Vice’s chief creative officer had this to say about Broadly:

“There is an amazing group of strong, creative and dedicated women at Vice that are building this special new space within which they will be telling stories that matter to young women. It’s truly amazing to see a huge global brand strive to get out ahead of the cultural curve and support a storytelling platform dedicated to young women everywhere.”

The chief marketing and communications officer of Unilever has this to say about it:

We believe that Broadly can drive purposeful, authentic and lasting conversations with our consumers, particularly the worldwide community of young women who can now engage with content that focuses on what matters most to them. Seventy eight per cent of Unilever’s sales are to women, they are the backbone of Unilever’s range of products.”

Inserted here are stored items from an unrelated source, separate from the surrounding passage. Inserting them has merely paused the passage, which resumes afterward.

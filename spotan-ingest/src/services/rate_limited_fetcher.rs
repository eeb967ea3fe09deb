//! Rate-limit absorbing wrapper around the metadata service
//!
//! A rate-limit response is never surfaced: the call sleeps for the
//! server-specified delay and is issued again, with no attempt cap. Every
//! other error is returned on the first occurrence.

use crate::remote::{
    MetadataService, RemoteAlbum, RemoteArtist, RemoteAudioFeatures, RemoteError, RemoteTrack,
};
use std::future::Future;
use std::sync::atomic::{AtomicU64, Ordering};
use std::sync::Arc;
use std::time::Instant;

#[derive(Clone)]
pub struct RateLimitedFetcher {
    service: Arc<dyn MetadataService>,
    backoffs: Arc<AtomicU64>,
}

impl RateLimitedFetcher {
    pub fn new(service: Arc<dyn MetadataService>) -> Self {
        Self {
            service,
            backoffs: Arc::new(AtomicU64::new(0)),
        }
    }

    /// Total rate-limit sleeps taken by this fetcher and its clones
    pub fn backoff_count(&self) -> u64 {
        self.backoffs.load(Ordering::Relaxed)
    }

    pub async fn get_track(&self, id: &str) -> Result<RemoteTrack, RemoteError> {
        self.call("track", id, || self.service.get_track(id)).await
    }

    pub async fn get_audio_features(&self, id: &str) -> Result<RemoteAudioFeatures, RemoteError> {
        self.call("audio features", id, || self.service.get_audio_features(id))
            .await
    }

    pub async fn get_album(&self, id: &str) -> Result<RemoteAlbum, RemoteError> {
        self.call("album", id, || self.service.get_album(id)).await
    }

    pub async fn get_artist(&self, id: &str) -> Result<RemoteArtist, RemoteError> {
        self.call("artist", id, || self.service.get_artist(id)).await
    }

    async fn call<F, Fut, T>(&self, operation: &str, id: &str, mut request: F) -> Result<T, RemoteError>
    where
        F: FnMut() -> Fut,
        Fut: Future<Output = Result<T, RemoteError>>,
    {
        let start_time = Instant::now();
        let mut attempt = 0u32;

        loop {
            attempt += 1;

            match request().await {
                Ok(value) => {
                    if attempt > 1 {
                        tracing::debug!(
                            operation,
                            id,
                            attempt,
                            elapsed_ms = start_time.elapsed().as_millis(),
                            "Request succeeded after rate-limit backoff"
                        );
                    }
                    return Ok(value);
                }
                Err(RemoteError::RateLimited { retry_after }) => {
                    self.backoffs.fetch_add(1, Ordering::Relaxed);
                    tracing::warn!(
                        operation,
                        id,
                        attempt,
                        retry_after_secs = retry_after.as_secs_f64(),
                        "Rate limited by metadata service, backing off"
                    );
                    tokio::time::sleep(retry_after).await;
                }
                Err(err) => return Err(err),
            }
        }
    }
}

#[cfg(test)]
mod tests {
    use super::*;
    use async_trait::async_trait;
    use std::sync::Mutex;
    use std::time::Duration;

    /// Replays scripted artist responses, then succeeds
    struct Scripted {
        responses: Mutex<Vec<Result<RemoteArtist, RemoteError>>>,
        calls: AtomicU64,
    }

    impl Scripted {
        fn new(mut responses: Vec<Result<RemoteArtist, RemoteError>>) -> Self {
            responses.reverse();
            Self {
                responses: Mutex::new(responses),
                calls: AtomicU64::new(0),
            }
        }
    }

    fn artist() -> RemoteArtist {
        RemoteArtist {
            id: "ar1".to_string(),
            name: "Band".to_string(),
            images: vec![],
            popularity: 50,
        }
    }

    #[async_trait]
    impl MetadataService for Scripted {
        async fn get_track(&self, id: &str) -> Result<RemoteTrack, RemoteError> {
            Err(RemoteError::NotFound(id.to_string()))
        }

        async fn get_audio_features(&self, id: &str) -> Result<RemoteAudioFeatures, RemoteError> {
            Err(RemoteError::NotFound(id.to_string()))
        }

        async fn get_album(&self, id: &str) -> Result<RemoteAlbum, RemoteError> {
            Err(RemoteError::NotFound(id.to_string()))
        }

        async fn get_artist(&self, _id: &str) -> Result<RemoteArtist, RemoteError> {
            self.calls.fetch_add(1, Ordering::SeqCst);
            self.responses
                .lock()
                .unwrap()
                .pop()
                .unwrap_or_else(|| Ok(artist()))
        }
    }

    #[tokio::test(start_paused = true)]
    async fn test_waits_retry_after_then_succeeds() {
        let service = Arc::new(Scripted::new(vec![Err(RemoteError::RateLimited {
            retry_after: Duration::from_secs(2),
        })]));
        let fetcher = RateLimitedFetcher::new(service.clone());

        let started = tokio::time::Instant::now();
        let result = fetcher.get_artist("ar1").await.expect("should succeed");

        assert!(started.elapsed() >= Duration::from_secs(2));
        assert_eq!(result, artist());
        assert_eq!(service.calls.load(Ordering::SeqCst), 2);
        assert_eq!(fetcher.backoff_count(), 1);
    }

    #[tokio::test(start_paused = true)]
    async fn test_retries_without_cap() {
        let limited = (0..25)
            .map(|_| {
                Err(RemoteError::RateLimited {
                    retry_after: Duration::from_secs(1),
                })
            })
            .collect();
        let service = Arc::new(Scripted::new(limited));
        let fetcher = RateLimitedFetcher::new(service.clone());

        assert!(fetcher.get_artist("ar1").await.is_ok());
        assert_eq!(service.calls.load(Ordering::SeqCst), 26);
    }

    #[tokio::test]
    async fn test_other_errors_are_not_retried() {
        let service = Arc::new(Scripted::new(vec![Err(RemoteError::Network(
            "connection reset".to_string(),
        ))]));
        let fetcher = RateLimitedFetcher::new(service.clone());

        let err = fetcher.get_artist("ar1").await.unwrap_err();
        assert!(matches!(err, RemoteError::Network(_)));
        assert_eq!(service.calls.load(Ordering::SeqCst), 1);
    }
}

+ Would you like to celebrate 10 years of Reddit? Good news you can.

Hulk Hogan is suing Gawker and this could turn out to be a very big deal. Personally I’m astounded that Denton ignored so many cease and desists before this became a $100 million dollar lawsuit — I get a panic attack every time a photographer contacts us to take something down!

+ Columbia Journalism Review picks 11 innovative journalism experiments: “After scoping the vast terrain of new media ventures, our class of 14 students focused in on 11 experiments we believe represent journalism’s most noteworthy steps forward. None are guaranteed to succeed, but after research, debate, and a final vote of the class, we chose these as the ones most worth watching.”

Ad-blocking software has gone mainstream and readers don’t want to pay for news. You guys will keep paying us to exist though right. Please say yes. (Also, especially if you’re not an A+ member, please turn off your ad-blocker when you’re on Autostraddle!)

+ Circa news is going on indefinite hiatus after a week of nobody knowing its future.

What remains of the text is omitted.